Richard Misrach recalls driving across the Mojave Desert - a seemingly desolate and foreboding place - as a child with his family. Returning to the desert years later as an artist, he was awestruck by the severe beauty of the landscape. Richard Misrach began an expansive series of photographs entitled The Desert Cantos, simultaneously portraying the unique light, terrain, and inhabitants of the desert and addressing the controversial politics of this precious environment. In the spring of 1999, Richard Misrach was commissioned by The Nature Conservancy to photograph the Nevada desert. While visiting Carson Sink, he captured serene pools of water caused by flooding due to unusually high rainfall. The resulting images - meditative studies of land, water, and sky - comprise the upcoming exhibition 'Richard Misrach : Battleground Point'.

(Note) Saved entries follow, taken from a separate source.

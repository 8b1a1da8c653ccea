//! Attendance aggregation
//!
//! Turns a trainer's closed sessions for one day into the single
//! `trainer_attendance` row for that (trainer, date). Every call recomputes
//! from the stored sessions, so repeated or concurrent calls converge on the
//! same record.
//!
//! Sessions belong to the day they start on. Time past the end of that day
//! is dropped rather than credited to the next day.

pub mod compute;
pub mod records;

use crate::config::Config;
use crate::db::Database;
use crate::error::Result;
use crate::models::TrainerAttendance;
use crate::retry::{execute_with_retry, RetryPolicy};
use crate::store::SessionStore;
use crate::time::{day_bounds, day_offset, local_date};
use chrono::{DateTime, FixedOffset, NaiveDate, Utc};
use compute::{summarize, Thresholds};
use std::sync::Arc;

/// Outcome of finalizing one day across all trainers
#[derive(Debug, Default, Clone, PartialEq, Eq)]
pub struct FinalizeReport {
    pub trainers: usize,
    pub aggregated: usize,
    pub errors: usize,
}

#[derive(Clone)]
pub struct Aggregator {
    db: Arc<Database>,
    store: SessionStore,
    thresholds: Thresholds,
    offset: FixedOffset,
    retry: RetryPolicy,
}

impl Aggregator {
    pub fn new(db: Arc<Database>, config: &Config) -> Self {
        Aggregator {
            store: SessionStore::new(db.clone()),
            db,
            thresholds: Thresholds::from_config(&config.attendance),
            offset: day_offset(config.attendance.utc_offset_minutes),
            retry: RetryPolicy::from_config(&config.retry),
        }
    }

    /// Calendar date a timestamp falls on, in the configured offset
    pub fn date_of(&self, ts: DateTime<Utc>) -> NaiveDate {
        local_date(ts, self.offset)
    }

    pub fn offset(&self) -> FixedOffset {
        self.offset
    }

    /// Recompute and store the attendance record for (trainer, date)
    pub async fn aggregate(&self, trainer_id: &str, date: NaiveDate) -> Result<TrainerAttendance> {
        self.aggregate_at(trainer_id, date, Utc::now()).await
    }

    /// Same as [`Aggregator::aggregate`] with an explicit `updated_at`
    pub async fn aggregate_at(
        &self,
        trainer_id: &str,
        date: NaiveDate,
        now: DateTime<Utc>,
    ) -> Result<TrainerAttendance> {
        let trainer_id = trainer_id.trim();
        execute_with_retry(&self.retry, "aggregate", move || {
            self.aggregate_once(trainer_id, date, now)
        })
        .await
    }

    async fn aggregate_once(
        &self,
        trainer_id: &str,
        date: NaiveDate,
        now: DateTime<Utc>,
    ) -> Result<TrainerAttendance> {
        let (day_start, day_end) = day_bounds(date, self.offset);
        let sessions = self
            .store
            .find_by_trainer_and_date_range(trainer_id, day_start, day_end)
            .await?;

        let summary = summarize(&sessions, day_start, day_end);
        let status = self.thresholds.status_for(summary.total_duration_ms);

        tracing::debug!(
            "Aggregating trainer {} on {}: {} sessions, {} ms, {}",
            trainer_id,
            date,
            summary.session_ids.len(),
            summary.total_duration_ms,
            status.as_str()
        );

        let trainer_id = trainer_id.to_string();
        self.db
            .with_conn(move |conn| records::upsert(conn, &trainer_id, date, &summary, status, now))
            .await
    }

    /// Re-aggregate every trainer with a session starting on `date`
    pub async fn finalize_day(&self, date: NaiveDate) -> Result<FinalizeReport> {
        self.finalize_day_at(date, Utc::now()).await
    }

    pub async fn finalize_day_at(
        &self,
        date: NaiveDate,
        now: DateTime<Utc>,
    ) -> Result<FinalizeReport> {
        let (day_start, day_end) = day_bounds(date, self.offset);
        let trainers = self
            .store
            .trainers_with_sessions_between(day_start, day_end)
            .await?;

        let mut report = FinalizeReport {
            trainers: trainers.len(),
            ..Default::default()
        };

        for trainer_id in trainers {
            match self.aggregate_at(&trainer_id, date, now).await {
                Ok(_) => report.aggregated += 1,
                Err(e) => {
                    tracing::error!(
                        "Failed to finalize attendance for trainer {} on {}: {}",
                        trainer_id,
                        date,
                        e
                    );
                    report.errors += 1;
                }
            }
            tokio::task::yield_now().await;
        }

        Ok(report)
    }

    pub async fn get_attendance(
        &self,
        trainer_id: &str,
        date: NaiveDate,
    ) -> Result<Option<TrainerAttendance>> {
        let trainer_id = trainer_id.trim().to_string();
        self.db
            .with_conn(move |conn| records::get(conn, &trainer_id, date))
            .await
    }

    pub async fn list_attendance(
        &self,
        trainer_id: &str,
        from: NaiveDate,
        to: NaiveDate,
    ) -> Result<Vec<TrainerAttendance>> {
        let trainer_id = trainer_id.trim().to_string();
        self.db
            .with_conn(move |conn| records::list(conn, &trainer_id, from, to))
            .await
    }
}

#[cfg(test)]
mod tests {
    use super::*;
    use crate::models::{AttendanceStatus, CloseReason, SessionStatus, TrainerSession};
    use chrono::{Duration, TimeZone};

    struct Fixture {
        store: SessionStore,
        aggregator: Aggregator,
    }

    fn fixture(full_day_minutes: u32, half_day_minutes: u32) -> Fixture {
        let db = Arc::new(Database::open_in_memory().unwrap());
        let mut config = Config::default();
        config.attendance.full_day_minutes = full_day_minutes;
        config.attendance.half_day_minutes = half_day_minutes;
        Fixture {
            store: SessionStore::new(db.clone()),
            aggregator: Aggregator::new(db, &config),
        }
    }

    fn at(d: u32, h: u32, m: u32) -> DateTime<Utc> {
        Utc.with_ymd_and_hms(2024, 3, d, h, m, 0).unwrap()
    }

    fn day(d: u32) -> NaiveDate {
        NaiveDate::from_ymd_opt(2024, 3, d).unwrap()
    }

    async fn closed_session(
        store: &SessionStore,
        id: &str,
        trainer: &str,
        start: DateTime<Utc>,
        end: DateTime<Utc>,
    ) {
        let session = TrainerSession {
            id: id.to_string(),
            trainer_id: trainer.to_string(),
            start_time: start,
            last_heartbeat_at: start,
            end_time: None,
            status: SessionStatus::Open,
            close_reason: None,
            created_at: start,
            updated_at: start,
        };
        store.insert(&session).await.unwrap();
        assert!(store.close(id, end, CloseReason::Ended, None, end).await.unwrap());
    }

    #[tokio::test]
    async fn test_two_sessions_same_day() {
        let f = fixture(240, 60);
        closed_session(&f.store, "pm", "t1", at(1, 14, 0), at(1, 14, 30)).await;
        closed_session(&f.store, "am", "t1", at(1, 9, 0), at(1, 10, 0)).await;

        let record = f.aggregator.aggregate_at("t1", day(1), at(1, 15, 0)).await.unwrap();
        assert_eq!(record.total_duration_ms, 90 * 60_000);
        assert_eq!(record.session_ids, vec!["am".to_string(), "pm".to_string()]);
        assert_eq!(record.status, AttendanceStatus::HalfDay);
    }

    #[tokio::test]
    async fn test_aggregate_is_idempotent() {
        let f = fixture(240, 120);
        closed_session(&f.store, "s1", "t1", at(1, 9, 0), at(1, 13, 0)).await;

        let first = f.aggregator.aggregate_at("t1", day(1), at(1, 13, 0)).await.unwrap();
        let second = f.aggregator.aggregate_at("t1", day(1), at(1, 14, 0)).await.unwrap();

        assert_eq!(first.id, second.id);
        assert_eq!(first.total_duration_ms, second.total_duration_ms);
        assert_eq!(first.status, second.status);
        assert_eq!(first.session_ids, second.session_ids);
        assert_eq!(second.status, AttendanceStatus::Present);
        assert_eq!(second.updated_at, at(1, 14, 0));
    }

    #[tokio::test]
    async fn test_midnight_crossing_stays_on_start_day() {
        let f = fixture(240, 120);
        closed_session(&f.store, "late", "t1", at(1, 23, 50), at(2, 0, 30)).await;

        let day_one = f.aggregator.aggregate_at("t1", day(1), at(2, 1, 0)).await.unwrap();
        let day_two = f.aggregator.aggregate_at("t1", day(2), at(2, 1, 0)).await.unwrap();

        assert_eq!(day_one.total_duration_ms, 10 * 60_000);
        assert_eq!(day_one.session_ids, vec!["late".to_string()]);
        assert_eq!(day_two.total_duration_ms, 0);
        assert!(day_two.session_ids.is_empty());
        assert_eq!(day_two.status, AttendanceStatus::Absent);
    }

    #[tokio::test]
    async fn test_day_boundaries_follow_offset() {
        let db = Arc::new(Database::open_in_memory().unwrap());
        let mut config = Config::default();
        config.attendance.utc_offset_minutes = 330;
        let store = SessionStore::new(db.clone());
        let aggregator = Aggregator::new(db, &config);

        // 20:00 UTC on the 1st is 01:30 on the 2nd at +05:30
        closed_session(&store, "s1", "t1", at(1, 20, 0), at(1, 21, 0)).await;
        assert_eq!(aggregator.date_of(at(1, 20, 0)), day(2));

        let record = aggregator.aggregate_at("t1", day(2), at(1, 22, 0)).await.unwrap();
        assert_eq!(record.total_duration_ms, 60 * 60_000);
    }

    #[tokio::test]
    async fn test_finalize_day_covers_all_trainers() {
        let f = fixture(240, 120);
        closed_session(&f.store, "a", "t1", at(1, 9, 0), at(1, 10, 0)).await;
        closed_session(&f.store, "b", "t2", at(1, 9, 0), at(1, 17, 0)).await;
        closed_session(&f.store, "c", "t3", at(2, 9, 0), at(2, 10, 0)).await;

        let report = f.aggregator.finalize_day_at(day(1), at(2, 0, 5)).await.unwrap();
        assert_eq!(report.trainers, 2);
        assert_eq!(report.aggregated, 2);
        assert_eq!(report.errors, 0);

        let t2 = f.aggregator.get_attendance("t2", day(1)).await.unwrap().unwrap();
        assert_eq!(t2.status, AttendanceStatus::Present);
        assert!(f.aggregator.get_attendance("t3", day(1)).await.unwrap().is_none());

        let listed = f
            .aggregator
            .list_attendance("t1", day(1), day(1) + Duration::days(6))
            .await
            .unwrap();
        assert_eq!(listed.len(), 1);
    }
}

Every decade or so, heavy winter storms batter the desert of northern Nevada, filling the Carson and Humboldt rivers beyond capacity and flooding the Carson Sink. As high waters receded from the sink in the mid-eighties, hundreds of graves slowly emerged from the mud. Archaeologists were able to account for 416 individuals who lived in the area over the course of 3000 years, some of whom may be the genetic ancestors of today's Toidikadi (also known as the Stillwater Paiute). According to oral history, the Toidikadi once were at war with a tribe of red-headed giants about whom little else is known. Of their legendary battle, won by the Toidikadi, only the site and its name today remain : Battleground Point. In 1998, torrential rains again flooded the Carson Sink. These photographs were made in the spring of that year on a commission from the Nature Conservancy for the exhibition, In Response To Place.
The following appeared in the March 25 edition of 'The New Yorker' : "This is the twenty-fourth installment of Richard Misrach's "Desert Canto" series in nearly as many years and it's stunning. The current batch were taken in Nevada's Carson Sink, in an area that floods every decade or so, and its images of a watery desert landscape connect sky, sand, and water in a way that seems positively unearthly. In one sequence, the shifting light captured in print after print makes the same dune almost unrecognizable. Richard Misrach's huge color prints create a majestic vision of a world acting strangely."
Richard Misrach was born on July 11, 1949 in Los Angeles, California. He attended the University of California, Berkeley at the height of the antiwar movement in the 1960s. After graduation, he pursued independent work in photography, receiving his first National Endowment for the Arts Fellowship for a series of images documenting street people on Telegraph Avenue in Berkeley. In 1979, Misrach began to photograph the American desert in earnest, choosing to print exclusively in color with a large format camera. Richard Misrach has completed numerous other series, including work in Greece, Hawaii, and Africa. He has received four National Endowment for the Arts Fellowships and a Guggenheim Fellowship. His work is represented in more than fifty major international museum collections, including the Museum of Modern Art, The Metropolitan Museum of Art, and the Whitney Museum of American Art. He continues to travel and photograph extensively in the American West and abroad.